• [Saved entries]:
//! Catalog products.

use chrono::{DateTime, Utc};
use serde::{Deserialize, Serialize};

use boostedlabs_core::{Money, ProductCategory, ProductId};

/// A selectable colour swatch.
#[derive(Debug, Clone, PartialEq, Eq, Serialize, Deserialize)]
pub struct ColorOption {
    pub hex: String,
    pub name: String,
}

/// A catalog product.
#[derive(Debug, Clone, PartialEq, Eq, Serialize)]
pub struct Product {
    pub id: ProductId,
    pub category: ProductCategory,
    pub name: String,
    pub initial_price: Money,
    /// Current selling price; snapshotted onto order items at checkout.
    pub discounted_price: Money,
    pub description: String,
    pub available_sizes: Vec<String>,
    pub available_colors: Vec<ColorOption>,
    /// Units sold, incremented by checkout.
    pub order_count: i64,
    pub created_at: DateTime<Utc>,
    /// Stripe price used for one-off purchases, if synced.
    #[serde(skip_serializing)]
    pub stripe_price_id: Option<String>,
    /// Stripe recurring price used in subscription mode.
    #[serde(skip_serializing)]
    pub stripe_subscription_price_id: Option<String>,
}

impl Product {
    /// Recurring price for subscription mode, falling back to the one-off
    /// price.
    #[must_use]
    pub fn recurring_price_id(&self) -> Option<&str> {
        self.stripe_subscription_price_id
            .as_deref()
            .or(self.stripe_price_id.as_deref())
    }
}

/// A product to insert, as read from a catalog seed file.
#[derive(Debug, Clone, Deserialize)]
pub struct NewProduct {
    pub category: ProductCategory,
    pub name: String,
    pub initial_price: Money,
    pub discounted_price: Money,
    #[serde(default)]
    pub description: String,
    #[serde(default)]
    pub available_sizes: Vec<String>,
    #[serde(default)]
    pub available_colors: Vec<ColorOption>,
    #[serde(default)]
    pub stripe_price_id: Option<String>,
    #[serde(default)]
    pub stripe_subscription_price_id: Option<String>,
}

• [Goal of the exercise]:
Using the records above, copy all lines that include the word "Clone".

• [Problem solution]:
#[derive(Debug, Clone, PartialEq, Eq, Serialize, Deserialize)]
#[derive(Debug, Clone, PartialEq, Eq, Serialize)]
#[derive(Debug, Clone, Deserialize)]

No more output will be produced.